Entries shown START

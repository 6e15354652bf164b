//! Menu registry and command dispatch.
//!
//! - [`MenuRegistry`]: the live top-level menu sequence
//! - [`CommandDispatcher`]: resolves a node or id and runs its command

mod dispatcher;
mod registry;

pub use dispatcher::{CommandDispatcher, CommandTarget, DispatchOutcome};
pub use registry::{MenuItems, MenuRegistry};
//! Capabilities the main menu reaches for when a command runs.
//!
//! The menu itself never defines what a command does. Each entry's click
//! action calls into one of these narrow services, which the host application
//! implements and hands over as a [`ShellServices`] bundle.

use std::fmt;
use std::sync::Arc;

use futures_util::future::BoxFuture;
use horizon_shell_core::{ActionError, ActionResult, ShortcutGateway};
use static_assertions::assert_impl_all;

/// Control over the main application window.
pub trait WindowService: Send + Sync {
    /// Show or hide the developer tools.
    fn toggle_developer_tools(&self) -> ActionResult;

    /// Enter or leave full-screen mode.
    fn toggle_full_screen(&self) -> ActionResult;

    /// Close the window.
    fn close(&self) -> ActionResult;
}

/// Access to the settings window.
pub trait SettingsService: Send + Sync {
    /// Open the settings window, optionally at a named tab.
    fn open_settings_window(&self, tab: Option<String>) -> BoxFuture<'static, ActionResult>;
}

/// Dialogs the menu can toggle.
#[derive(Debug, Clone, Copy, PartialEq, Eq, Hash)]
#[non_exhaustive]
pub enum Dialog {
    /// The "check for updates" dialog.
    AppUpdate,
}

/// Opens and closes application dialogs.
pub trait DialogService: Send + Sync {
    /// Open `dialog` if it is closed, close it otherwise.
    fn toggle(&self, dialog: Dialog) -> BoxFuture<'static, ActionResult>;
}

/// Forwards commands to the active text editor.
pub trait TextEditorService: Send + Sync {
    /// Trigger an editor command such as `"undo"` or
    /// `"editor.action.commentLine"`.
    ///
    /// Implementations do nothing when no editor is active.
    fn trigger(&self, command: &str) -> ActionResult;
}

/// Opens external links.
pub trait LinkOpener: Send + Sync {
    /// Open `url` outside the application.
    fn open_url(&self, url: &str) -> ActionResult;
}

/// Error returned when the system cannot open a link.
#[derive(Debug, thiserror::Error)]
#[error("failed to open '{url}': {message}")]
pub struct LinkOpenError {
    /// The URL that was requested.
    pub url: String,
    /// Description of the failure.
    pub message: String,
}

/// [`LinkOpener`] backed by the system's default browser.
#[derive(Debug, Clone, Copy, Default)]
pub struct SystemLinkOpener;

impl LinkOpener for SystemLinkOpener {
    fn open_url(&self, url: &str) -> ActionResult {
        tracing::debug!(target: horizon_shell_core::logging::targets::DISPATCH, url, "opening link");
        open::that(url).map_err(|e| {
            ActionError::from(LinkOpenError {
                url: url.to_string(),
                message: e.to_string(),
            })
        })
    }
}

/// Every collaborator the built-in main menu needs.
#[derive(Clone)]
pub struct ShellServices {
    /// Shortcut lookup and execution.
    pub shortcuts: Arc<dyn ShortcutGateway>,
    /// Window control.
    pub window: Arc<dyn WindowService>,
    /// Settings window.
    pub settings: Arc<dyn SettingsService>,
    /// Dialogs.
    pub dialogs: Arc<dyn DialogService>,
    /// Active text editor.
    pub editor: Arc<dyn TextEditorService>,
    /// External links.
    pub links: Arc<dyn LinkOpener>,
}

impl ShellServices {
    /// Bundle the given services. Links open in the system browser.
    pub fn new(
        shortcuts: Arc<dyn ShortcutGateway>,
        window: Arc<dyn WindowService>,
        settings: Arc<dyn SettingsService>,
        dialogs: Arc<dyn DialogService>,
        editor: Arc<dyn TextEditorService>,
    ) -> Self {
        Self {
            shortcuts,
            window,
            settings,
            dialogs,
            editor,
            links: Arc::new(SystemLinkOpener),
        }
    }

    /// Replace the link opener.
    pub fn with_link_opener(mut self, links: Arc<dyn LinkOpener>) -> Self {
        self.links = links;
        self
    }
}

impl fmt::Debug for ShellServices {
    fn fmt(&self, f: &mut fmt::Formatter<'_>) -> fmt::Result {
        f.debug_struct("ShellServices").finish_non_exhaustive()
    }
}

assert_impl_all!(ShellServices: Send, Sync);
assert_impl_all!(SystemLinkOpener: Send, Sync);
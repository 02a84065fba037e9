use serde::{Deserialize, Serialize};

/// 单个维度无法评估（缺失或格式错误）时的标记值
pub const INVALID_SCORE: i8 = -1;

/// 单个患者的风险评估结果
///
/// 每条患者记录生成一次，之后不再修改。
#[derive(Debug, Clone, PartialEq, Eq, Serialize, Deserialize)]
pub struct RiskAssessment {
    pub patient_id: String,
    #[serde(rename = "bpRisk")]
    pub bp_risk: i8,
    #[serde(rename = "tempRisk")]
    pub temp_risk: i8,
    #[serde(rename = "ageRisk")]
    pub age_risk: i8,
    #[serde(rename = "totalRisk")]
    pub total_risk: u8,
    #[serde(rename = "hasDataQualityIssues")]
    pub has_data_quality_issues: bool,
    #[serde(rename = "hasFever")]
    pub has_fever: bool,
}

/// 提交给评分接口的三组患者 ID
#[derive(Debug, Clone, Default, PartialEq, Eq, Serialize, Deserialize)]
pub struct AssessmentResults {
    pub high_risk_patients: Vec<String>,
    pub fever_patients: Vec<String>,
    pub data_quality_issues: Vec<String>,
}

/// 各分类的人数统计
#[derive(Debug, Clone, Copy, Default, PartialEq, Eq)]
pub struct RiskSummary {
    pub total_patients: usize,
    pub high_risk: usize,
    pub fever: usize,
    pub data_quality_issues: usize,
}

/// 评分接口返回的结果，客户端只读不改
#[derive(Debug, Clone, PartialEq, Serialize, Deserialize)]
pub struct AssessmentResponse {
    #[serde(default)]
    pub success: bool,
    #[serde(default)]
    pub message: String,
    pub results: ScoredResults,
}

#[derive(Debug, Clone, PartialEq, Serialize, Deserialize)]
pub struct ScoredResults {
    pub score: f64,
    pub percentage: f64,
    pub status: String,
    pub breakdown: ScoreBreakdown,
    #[serde(default)]
    pub feedback: Feedback,
    #[serde(default)]
    pub attempt_number: u32,
    #[serde(default)]
    pub remaining_attempts: u32,
    #[serde(default)]
    pub is_personal_best: bool,
    #[serde(default)]
    pub can_resubmit: bool,
}

#[derive(Debug, Clone, PartialEq, Serialize, Deserialize)]
pub struct ScoreBreakdown {
    pub high_risk: BreakdownCategory,
    pub fever: BreakdownCategory,
    pub data_quality: BreakdownCategory,
}

/// 单个分类的得分明细
#[derive(Debug, Clone, Default, PartialEq, Serialize, Deserialize)]
#[serde(default)]
pub struct BreakdownCategory {
    pub score: f64,
    pub max: f64,
    pub correct: u32,
    pub submitted: u32,
    pub matches: u32,
}

#[derive(Debug, Clone, Default, PartialEq, Serialize, Deserialize)]
#[serde(default)]
pub struct Feedback {
    pub strengths: Vec<String>,
    pub issues: Vec<String>,
}
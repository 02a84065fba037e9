use serde::{Deserialize, Deserializer, Serialize};
use serde_json::Value as JsonValue;
use std::fmt;

/// 来自外部接口、类型不可信的字段值
///
/// 数值字段既可能是数字，也可能是数字形式的字符串，也可能是别的任何东西。
#[derive(Debug, Clone, PartialEq, Serialize, Deserialize)]
#[serde(untagged)]
pub enum FieldValue {
    Number(f64),
    Text(String),
    Other(JsonValue),
}

impl FieldValue {
    /// 解析为有限数值；空串、非数字、NaN/无穷都视为无效
    pub fn as_number(&self) -> Option<f64> {
        let value = match self {
            FieldValue::Number(n) => *n,
            FieldValue::Text(s) => {
                let trimmed = s.trim();
                if trimmed.is_empty() {
                    return None;
                }
                trimmed.parse::<f64>().ok()?
            }
            FieldValue::Other(_) => return None,
        };
        value.is_finite().then_some(value)
    }

    /// 只有字符串才返回文本
    pub fn as_text(&self) -> Option<&str> {
        match self {
            FieldValue::Text(s) => Some(s),
            _ => None,
        }
    }
}

impl fmt::Display for FieldValue {
    fn fmt(&self, f: &mut fmt::Formatter<'_>) -> fmt::Result {
        match self {
            FieldValue::Number(n) => write!(f, "{}", n),
            FieldValue::Text(s) => write!(f, "{}", s),
            FieldValue::Other(v) => write!(f, "{}", v),
        }
    }
}

/// 患者记录
///
/// 评分所需的字段（年龄、血压、体温）不保证存在或格式正确，
/// 描述性字段只做展示用，宽松解析。
#[derive(Debug, Clone, PartialEq, Serialize, Deserialize)]
pub struct Patient {
    #[serde(default, deserialize_with = "lenient_string")]
    pub patient_id: String,
    #[serde(default, deserialize_with = "lenient_opt_string")]
    pub name: Option<String>,
    #[serde(default)]
    pub age: Option<FieldValue>,
    #[serde(default, deserialize_with = "lenient_opt_string")]
    pub gender: Option<String>,
    #[serde(default)]
    pub blood_pressure: Option<FieldValue>,
    #[serde(default)]
    pub temperature: Option<FieldValue>,
    #[serde(default, deserialize_with = "lenient_opt_string")]
    pub visit_date: Option<String>,
    #[serde(default, deserialize_with = "lenient_opt_string")]
    pub diagnosis: Option<String>,
    #[serde(default, deserialize_with = "lenient_opt_string")]
    pub medications: Option<String>,
}

fn scalar_to_string(value: JsonValue) -> Option<String> {
    match value {
        JsonValue::String(s) => Some(s),
        JsonValue::Number(n) => Some(n.to_string()),
        JsonValue::Bool(b) => Some(b.to_string()),
        _ => None,
    }
}

pub(crate) fn lenient_opt_string<'de, D>(deserializer: D) -> Result<Option<String>, D::Error>
where
    D: Deserializer<'de>,
{
    Ok(scalar_to_string(JsonValue::deserialize(deserializer)?))
}

fn lenient_string<'de, D>(deserializer: D) -> Result<String, D::Error>
where
    D: Deserializer<'de>,
{
    Ok(lenient_opt_string(deserializer)?.unwrap_or_default())
}
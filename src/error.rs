use thiserror::Error;

/// 应用程序错误类型
#[derive(Debug, Error)]
pub enum AppError {
    /// API 调用错误
    #[error("API错误: {0}")]
    Api(#[from] ApiError),
    /// 配置错误
    #[error("配置错误: {0}")]
    Config(#[from] ConfigError),
}

/// API 调用错误
///
/// 除 `RetryExhausted` 外，每个变体既可以是一次尝试的结果（由重试策略决定是否重试），
/// 也可以是最后一次尝试后的终止错误。
#[derive(Debug, Error)]
pub enum ApiError {
    /// 网络请求或响应解码失败
    #[error("API请求失败 ({endpoint}): {source}")]
    Transport {
        endpoint: String,
        #[source]
        source: Box<dyn std::error::Error + Send + Sync>,
    },
    /// 请求频率限制（429）
    #[error("API请求频率限制 ({endpoint}), 建议等待: {retry_after:?}秒")]
    RateLimited {
        endpoint: String,
        retry_after: Option<u64>,
    },
    /// 服务端错误（5xx）
    #[error("服务端错误 ({endpoint}): {status} {status_text}")]
    ServerError {
        endpoint: String,
        status: u16,
        status_text: String,
    },
    /// 响应数据结构不符合预期
    #[error("响应数据校验失败 ({endpoint}): {reason}")]
    ValidationFailure { endpoint: String, reason: String },
    /// 所有尝试均未成功
    #[error("请求 {endpoint} 在 {attempts} 次尝试后仍未成功")]
    RetryExhausted { endpoint: String, attempts: u32 },
}

/// 配置错误
#[derive(Debug, Error)]
pub enum ConfigError {
    /// 必填配置缺失或非法
    #[error("配置项 {name} 无效: {reason}")]
    InvalidValue { name: String, reason: String },
    /// 环境变量解析失败
    #[error("环境变量 {var_name} 解析失败: 值 '{value}' 无法转换为 {expected_type}")]
    EnvVarParseFailed {
        var_name: String,
        value: String,
        expected_type: String,
    },
    /// 读取配置文件失败
    #[error("读取配置文件失败 ({path}): {source}")]
    FileReadFailed {
        path: String,
        #[source]
        source: std::io::Error,
    },
    /// TOML 解析失败
    #[error("TOML解析失败 ({path}): {source}")]
    TomlParseFailed {
        path: String,
        #[source]
        source: toml::de::Error,
    },
}

// ========== 从常见错误类型转换 ==========

impl From<serde_json::Error> for AppError {
    fn from(err: serde_json::Error) -> Self {
        AppError::Api(ApiError::Transport {
            endpoint: String::new(), // 解码错误本身不携带端点信息
            source: Box::new(err),
        })
    }
}

impl From<reqwest::Error> for AppError {
    fn from(err: reqwest::Error) -> Self {
        let endpoint = err.url().map(|u| u.to_string()).unwrap_or_default();
        AppError::Api(ApiError::Transport {
            endpoint,
            source: Box::new(err),
        })
    }
}

// ========== 便捷构造函数 ==========

impl ApiError {
    /// 创建网络/解码失败错误
    pub fn transport(
        endpoint: impl Into<String>,
        source: impl std::error::Error + Send + Sync + 'static,
    ) -> Self {
        ApiError::Transport {
            endpoint: endpoint.into(),
            source: Box::new(source),
        }
    }

    /// 创建数据校验失败错误
    pub fn validation(endpoint: impl Into<String>, reason: impl Into<String>) -> Self {
        ApiError::ValidationFailure {
            endpoint: endpoint.into(),
            reason: reason.into(),
        }
    }

    /// 简短的错误类别，用于重试日志
    pub fn kind(&self) -> &'static str {
        match self {
            ApiError::Transport { .. } => "请求失败",
            ApiError::RateLimited { .. } => "请求频率限制",
            ApiError::ServerError { .. } => "服务端错误",
            ApiError::ValidationFailure { .. } => "数据校验失败",
            ApiError::RetryExhausted { .. } => "重试次数耗尽",
        }
    }
}

impl ConfigError {
    /// 创建配置项非法错误
    pub fn invalid(name: impl Into<String>, reason: impl Into<String>) -> Self {
        ConfigError::InvalidValue {
            name: name.into(),
            reason: reason.into(),
        }
    }
}

// ========== Result 类型别名 ==========

/// 应用程序结果类型
pub type AppResult<T> = Result<T, AppError>;
//! 应用入口 - 编排层
//!
//! 负责初始化、运行一次评估流程并输出统计。

use crate::config::Config;
use crate::utils::logging::{log_risk_summary, log_startup, log_submission_result};
use crate::workflow::{AssessmentFlow, AssessmentOutcome};
use anyhow::Result;
use tracing::{debug, error, warn};

/// 应用主结构
pub struct App {
    config: Config,
    flow: AssessmentFlow,
}

impl App {
    /// 初始化应用
    pub fn initialize(config: Config) -> Result<Self> {
        log_startup(&config);
        let flow = AssessmentFlow::new(&config)?;
        Ok(Self { config, flow })
    }

    /// 运行应用主逻辑
    pub async fn run(&self) -> Result<AssessmentOutcome> {
        let mut report_progress = |percent: f64| debug!("拉取进度: {:.0}%", percent);

        let outcome = match self.flow.run(Some(&mut report_progress)).await {
            Ok(outcome) => outcome,
            Err(e) => {
                error!("❌ 评估流程失败: {}", e);
                return Err(e.into());
            }
        };

        if outcome.patients.is_empty() {
            warn!("⚠️ 服务端没有返回任何患者");
        }
        log_risk_summary(&outcome.summary());

        match &outcome.response {
            Some(response) => log_submission_result(response),
            None if self.config.dry_run => {}
            None => warn!("⚠️ 没有收到提交结果"),
        }

        Ok(outcome)
    }
}
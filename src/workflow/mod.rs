pub mod assessment_flow;

pub use assessment_flow::{AssessmentFlow, AssessmentOutcome};
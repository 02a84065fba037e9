//! 分页拉取 - 编排层
//!
//! 按顺序拉取第 1..N 页。总页数以第 1 页返回的为准，之后各页
//! 报告的总页数一律忽略。任何一页失败都会中止整个拉取，不返回部分结果。

use crate::clients::AssessmentClient;
use crate::error::AppResult;
use crate::models::Patient;
use tracing::{debug, info};

/// 进度百分比：`min(page / total_pages * 100, 100)`
pub fn progress_percent(page: u32, total_pages: u32) -> f64 {
    if total_pages == 0 {
        return 100.0;
    }
    (f64::from(page) / f64::from(total_pages) * 100.0).min(100.0)
}

/// 拉取全部患者
///
/// # 参数
/// - `client`: 评估服务客户端
/// - `page_size`: 每页数量
/// - `on_progress`: 每拉完一页回调一次进度（0-100，单调不减）
///
/// # 返回
/// 按服务端返回顺序排列的全部患者
pub async fn fetch_all_patients(
    client: &AssessmentClient,
    page_size: u32,
    mut on_progress: Option<&mut (dyn FnMut(f64) + Send)>,
) -> AppResult<Vec<Patient>> {
    let mut all_patients = Vec::new();
    let mut page = 1;
    let mut total_pages = 1;

    while page <= total_pages {
        let envelope = client.fetch_patient_page(page, page_size).await?;

        if page == 1 {
            total_pages = envelope.pagination.total_pages;
        } else if envelope.pagination.total_pages != total_pages {
            debug!(
                "第 {} 页报告总页数 {}，沿用第 1 页的 {}",
                page, envelope.pagination.total_pages, total_pages
            );
        }

        info!(
            "📄 已拉取第 {}/{} 页, 本页 {} 名患者",
            page,
            total_pages,
            envelope.data.len()
        );
        all_patients.extend(envelope.data);

        if let Some(callback) = on_progress.as_deref_mut() {
            callback(progress_percent(page, total_pages));
        }
        page += 1;
    }

    info!("✓ 共拉取 {} 名患者", all_patients.len());
    Ok(all_patients)
}
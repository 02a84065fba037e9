//! 提交数据构建
//!
//! 把评估结果按分类拆成三组患者 ID。同一个患者可以同时出现在多组中。

use crate::models::{AssessmentResults, RiskAssessment, RiskSummary};

/// 总分达到该值即视为高风险
pub const HIGH_RISK_THRESHOLD: u8 = 4;

pub fn is_high_risk(assessment: &RiskAssessment) -> bool {
    assessment.total_risk >= HIGH_RISK_THRESHOLD
}

/// 构建提交数据，各组内保持评估结果的原始顺序
pub fn build_assessment_results(assessments: &[RiskAssessment]) -> AssessmentResults {
    let ids_where = |pred: fn(&RiskAssessment) -> bool| -> Vec<String> {
        assessments
            .iter()
            .filter(|a| pred(a))
            .map(|a| a.patient_id.clone())
            .collect()
    };

    AssessmentResults {
        high_risk_patients: ids_where(is_high_risk),
        fever_patients: ids_where(|a| a.has_fever),
        data_quality_issues: ids_where(|a| a.has_data_quality_issues),
    }
}

/// 统计各分类人数
pub fn summarize(assessments: &[RiskAssessment]) -> RiskSummary {
    RiskSummary {
        total_patients: assessments.len(),
        high_risk: assessments.iter().filter(|a| is_high_risk(a)).count(),
        fever: assessments.iter().filter(|a| a.has_fever).count(),
        data_quality_issues: assessments
            .iter()
            .filter(|a| a.has_data_quality_issues)
            .count(),
    }
}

Entries shown END

Wherever the string "trait" occurs in the records above, copy that line.

pub trait WindowService: Send + Sync {
pub trait SettingsService: Send + Sync {
pub trait DialogService: Send + Sync {
pub trait TextEditorService: Send + Sync {
pub trait LinkOpener: Send + Sync {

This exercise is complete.